_Assignment_
From the records below, output exactly the lines running from the line containing "pub fn new(cfg: &EngineConfig)" through the line containing "self.tables.record(at, sample.power, sample.throughput);", and no others.

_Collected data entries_

= = = =

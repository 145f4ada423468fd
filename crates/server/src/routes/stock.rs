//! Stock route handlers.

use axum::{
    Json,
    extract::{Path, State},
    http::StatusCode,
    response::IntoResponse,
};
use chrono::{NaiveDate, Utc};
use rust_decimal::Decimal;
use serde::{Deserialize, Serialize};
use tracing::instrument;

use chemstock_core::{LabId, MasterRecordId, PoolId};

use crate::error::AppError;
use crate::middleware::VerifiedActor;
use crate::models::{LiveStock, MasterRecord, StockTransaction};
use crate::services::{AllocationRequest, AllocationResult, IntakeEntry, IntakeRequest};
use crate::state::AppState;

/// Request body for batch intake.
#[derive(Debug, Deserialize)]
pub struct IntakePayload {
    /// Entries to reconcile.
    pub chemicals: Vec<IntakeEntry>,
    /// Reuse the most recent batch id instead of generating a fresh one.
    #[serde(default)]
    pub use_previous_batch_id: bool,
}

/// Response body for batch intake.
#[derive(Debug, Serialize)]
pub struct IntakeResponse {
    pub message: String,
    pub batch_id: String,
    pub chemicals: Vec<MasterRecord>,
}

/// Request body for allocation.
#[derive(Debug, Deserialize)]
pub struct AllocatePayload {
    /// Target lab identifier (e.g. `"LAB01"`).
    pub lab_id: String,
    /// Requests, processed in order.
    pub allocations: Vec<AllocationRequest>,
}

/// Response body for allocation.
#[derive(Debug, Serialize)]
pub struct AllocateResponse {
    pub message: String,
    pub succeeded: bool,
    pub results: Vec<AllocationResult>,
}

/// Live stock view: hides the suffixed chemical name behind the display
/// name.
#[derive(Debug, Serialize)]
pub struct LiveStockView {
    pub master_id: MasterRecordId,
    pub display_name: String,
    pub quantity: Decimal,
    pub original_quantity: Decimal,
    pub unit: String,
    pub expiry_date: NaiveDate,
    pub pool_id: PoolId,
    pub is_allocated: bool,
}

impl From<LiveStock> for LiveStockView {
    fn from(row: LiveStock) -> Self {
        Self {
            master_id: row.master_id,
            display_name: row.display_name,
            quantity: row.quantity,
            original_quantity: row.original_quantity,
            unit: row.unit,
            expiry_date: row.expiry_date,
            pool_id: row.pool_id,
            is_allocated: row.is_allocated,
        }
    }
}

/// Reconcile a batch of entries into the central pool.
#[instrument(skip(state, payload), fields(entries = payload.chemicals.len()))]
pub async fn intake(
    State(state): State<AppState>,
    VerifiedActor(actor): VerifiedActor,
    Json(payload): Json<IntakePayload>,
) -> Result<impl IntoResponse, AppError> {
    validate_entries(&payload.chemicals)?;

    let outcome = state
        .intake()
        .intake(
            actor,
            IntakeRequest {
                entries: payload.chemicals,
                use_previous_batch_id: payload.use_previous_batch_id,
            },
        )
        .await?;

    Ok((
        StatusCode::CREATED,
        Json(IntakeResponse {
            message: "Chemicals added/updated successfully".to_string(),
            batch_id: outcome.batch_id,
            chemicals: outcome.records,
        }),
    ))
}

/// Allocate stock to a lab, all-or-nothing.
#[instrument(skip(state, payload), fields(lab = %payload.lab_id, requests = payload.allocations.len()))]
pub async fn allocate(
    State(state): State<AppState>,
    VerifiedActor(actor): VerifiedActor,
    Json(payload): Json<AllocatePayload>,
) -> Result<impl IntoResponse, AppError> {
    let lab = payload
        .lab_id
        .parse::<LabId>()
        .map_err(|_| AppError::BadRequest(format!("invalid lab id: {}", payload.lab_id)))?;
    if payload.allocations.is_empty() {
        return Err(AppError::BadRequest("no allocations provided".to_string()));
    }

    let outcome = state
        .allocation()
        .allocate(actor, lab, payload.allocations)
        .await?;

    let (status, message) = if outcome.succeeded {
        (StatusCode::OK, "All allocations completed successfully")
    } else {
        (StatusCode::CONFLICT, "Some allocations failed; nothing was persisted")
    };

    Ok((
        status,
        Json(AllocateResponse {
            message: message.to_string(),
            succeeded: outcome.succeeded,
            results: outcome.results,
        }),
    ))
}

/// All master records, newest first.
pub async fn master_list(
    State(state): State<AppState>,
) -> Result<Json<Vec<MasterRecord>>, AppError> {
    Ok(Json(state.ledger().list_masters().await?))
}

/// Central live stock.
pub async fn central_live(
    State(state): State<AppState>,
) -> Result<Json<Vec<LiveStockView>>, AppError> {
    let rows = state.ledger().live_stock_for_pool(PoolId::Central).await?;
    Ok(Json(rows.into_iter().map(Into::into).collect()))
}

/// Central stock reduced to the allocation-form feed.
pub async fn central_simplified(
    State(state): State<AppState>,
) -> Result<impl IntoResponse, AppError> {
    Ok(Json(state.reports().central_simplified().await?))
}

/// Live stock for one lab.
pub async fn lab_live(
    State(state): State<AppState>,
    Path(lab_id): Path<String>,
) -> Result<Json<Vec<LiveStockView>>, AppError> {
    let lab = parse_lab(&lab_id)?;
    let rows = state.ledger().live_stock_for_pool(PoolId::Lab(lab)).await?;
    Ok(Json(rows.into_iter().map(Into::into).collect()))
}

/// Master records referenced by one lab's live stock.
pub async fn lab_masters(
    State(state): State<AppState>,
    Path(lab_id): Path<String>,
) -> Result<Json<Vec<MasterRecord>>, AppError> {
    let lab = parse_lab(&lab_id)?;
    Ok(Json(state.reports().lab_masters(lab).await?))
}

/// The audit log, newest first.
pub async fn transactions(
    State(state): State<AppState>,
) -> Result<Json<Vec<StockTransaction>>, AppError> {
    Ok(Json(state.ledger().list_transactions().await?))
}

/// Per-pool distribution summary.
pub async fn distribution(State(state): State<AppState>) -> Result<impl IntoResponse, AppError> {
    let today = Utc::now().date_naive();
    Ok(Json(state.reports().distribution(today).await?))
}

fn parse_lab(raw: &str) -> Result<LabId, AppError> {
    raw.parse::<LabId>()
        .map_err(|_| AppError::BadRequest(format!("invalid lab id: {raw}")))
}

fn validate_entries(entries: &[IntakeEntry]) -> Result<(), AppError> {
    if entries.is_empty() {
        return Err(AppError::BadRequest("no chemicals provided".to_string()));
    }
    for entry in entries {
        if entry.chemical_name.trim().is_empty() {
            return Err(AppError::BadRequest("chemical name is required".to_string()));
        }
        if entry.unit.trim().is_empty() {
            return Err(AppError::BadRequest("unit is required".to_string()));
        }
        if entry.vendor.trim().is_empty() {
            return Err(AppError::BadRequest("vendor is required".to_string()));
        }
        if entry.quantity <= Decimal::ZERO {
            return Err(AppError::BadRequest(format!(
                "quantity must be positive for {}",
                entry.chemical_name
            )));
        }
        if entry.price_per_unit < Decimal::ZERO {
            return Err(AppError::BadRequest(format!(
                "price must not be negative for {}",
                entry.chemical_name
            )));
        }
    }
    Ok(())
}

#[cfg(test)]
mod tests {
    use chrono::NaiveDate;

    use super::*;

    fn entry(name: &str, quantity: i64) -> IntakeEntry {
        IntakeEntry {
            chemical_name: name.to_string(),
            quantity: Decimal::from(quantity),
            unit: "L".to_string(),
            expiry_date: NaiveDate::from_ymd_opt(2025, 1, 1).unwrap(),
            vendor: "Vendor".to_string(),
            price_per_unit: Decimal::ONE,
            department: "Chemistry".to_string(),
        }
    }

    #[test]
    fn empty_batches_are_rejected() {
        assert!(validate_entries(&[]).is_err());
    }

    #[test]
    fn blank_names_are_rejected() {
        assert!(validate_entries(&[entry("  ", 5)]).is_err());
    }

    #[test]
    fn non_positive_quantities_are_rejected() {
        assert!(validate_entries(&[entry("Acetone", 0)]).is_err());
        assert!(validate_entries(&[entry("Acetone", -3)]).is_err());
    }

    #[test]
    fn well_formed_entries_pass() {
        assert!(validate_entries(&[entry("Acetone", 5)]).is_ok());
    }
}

= = = =

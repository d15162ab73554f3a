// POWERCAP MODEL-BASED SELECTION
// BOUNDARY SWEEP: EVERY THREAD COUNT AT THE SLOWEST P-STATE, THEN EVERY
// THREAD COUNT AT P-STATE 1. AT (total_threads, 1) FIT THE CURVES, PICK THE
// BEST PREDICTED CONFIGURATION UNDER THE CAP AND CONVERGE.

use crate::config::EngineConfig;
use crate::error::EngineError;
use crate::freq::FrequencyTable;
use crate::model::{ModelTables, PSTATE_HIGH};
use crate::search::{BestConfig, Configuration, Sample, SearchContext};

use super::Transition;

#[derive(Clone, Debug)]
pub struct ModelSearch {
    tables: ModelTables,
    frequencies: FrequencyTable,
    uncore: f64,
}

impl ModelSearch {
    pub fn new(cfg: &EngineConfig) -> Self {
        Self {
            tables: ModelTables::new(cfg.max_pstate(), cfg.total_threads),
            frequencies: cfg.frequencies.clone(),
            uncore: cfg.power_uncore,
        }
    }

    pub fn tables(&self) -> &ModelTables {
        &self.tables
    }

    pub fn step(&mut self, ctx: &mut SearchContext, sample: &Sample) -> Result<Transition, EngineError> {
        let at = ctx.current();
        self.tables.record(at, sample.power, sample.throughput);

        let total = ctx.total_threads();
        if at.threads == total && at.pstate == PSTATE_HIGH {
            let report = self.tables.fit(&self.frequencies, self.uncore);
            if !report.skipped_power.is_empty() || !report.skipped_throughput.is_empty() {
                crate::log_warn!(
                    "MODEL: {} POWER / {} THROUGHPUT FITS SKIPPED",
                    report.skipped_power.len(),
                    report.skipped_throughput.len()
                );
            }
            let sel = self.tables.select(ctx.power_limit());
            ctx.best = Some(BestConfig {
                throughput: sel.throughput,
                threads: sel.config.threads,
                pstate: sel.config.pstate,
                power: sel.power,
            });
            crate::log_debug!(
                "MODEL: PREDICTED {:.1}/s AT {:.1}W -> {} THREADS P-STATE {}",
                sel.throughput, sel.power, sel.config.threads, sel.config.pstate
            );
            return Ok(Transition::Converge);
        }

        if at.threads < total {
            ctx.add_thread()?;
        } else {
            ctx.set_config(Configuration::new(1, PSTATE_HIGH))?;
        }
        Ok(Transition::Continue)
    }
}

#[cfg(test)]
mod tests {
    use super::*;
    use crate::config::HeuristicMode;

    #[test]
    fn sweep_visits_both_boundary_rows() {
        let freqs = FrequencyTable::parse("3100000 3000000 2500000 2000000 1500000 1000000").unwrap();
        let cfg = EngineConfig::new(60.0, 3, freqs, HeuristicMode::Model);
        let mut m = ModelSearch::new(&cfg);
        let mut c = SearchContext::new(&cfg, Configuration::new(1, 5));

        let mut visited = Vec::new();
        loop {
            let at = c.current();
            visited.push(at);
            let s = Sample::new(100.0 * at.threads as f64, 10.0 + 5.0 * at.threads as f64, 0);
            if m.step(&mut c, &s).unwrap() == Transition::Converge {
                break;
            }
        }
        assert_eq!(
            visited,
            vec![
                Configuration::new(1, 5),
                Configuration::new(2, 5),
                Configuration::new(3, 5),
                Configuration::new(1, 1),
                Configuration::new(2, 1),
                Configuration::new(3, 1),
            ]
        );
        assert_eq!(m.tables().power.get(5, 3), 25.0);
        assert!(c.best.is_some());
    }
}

= = = =

_Solution to this task_
    pub fn new(cfg: &EngineConfig) -> Self {
        Self {
            tables: ModelTables::new(cfg.max_pstate(), cfg.total_threads),
            frequencies: cfg.frequencies.clone(),
            uncore: cfg.power_uncore,
        }
    }

    pub fn tables(&self) -> &ModelTables {
        &self.tables
    }

    pub fn step(&mut self, ctx: &mut SearchContext, sample: &Sample) -> Result<Transition, EngineError> {
        let at = ctx.current();
        self.tables.record(at, sample.power, sample.throughput);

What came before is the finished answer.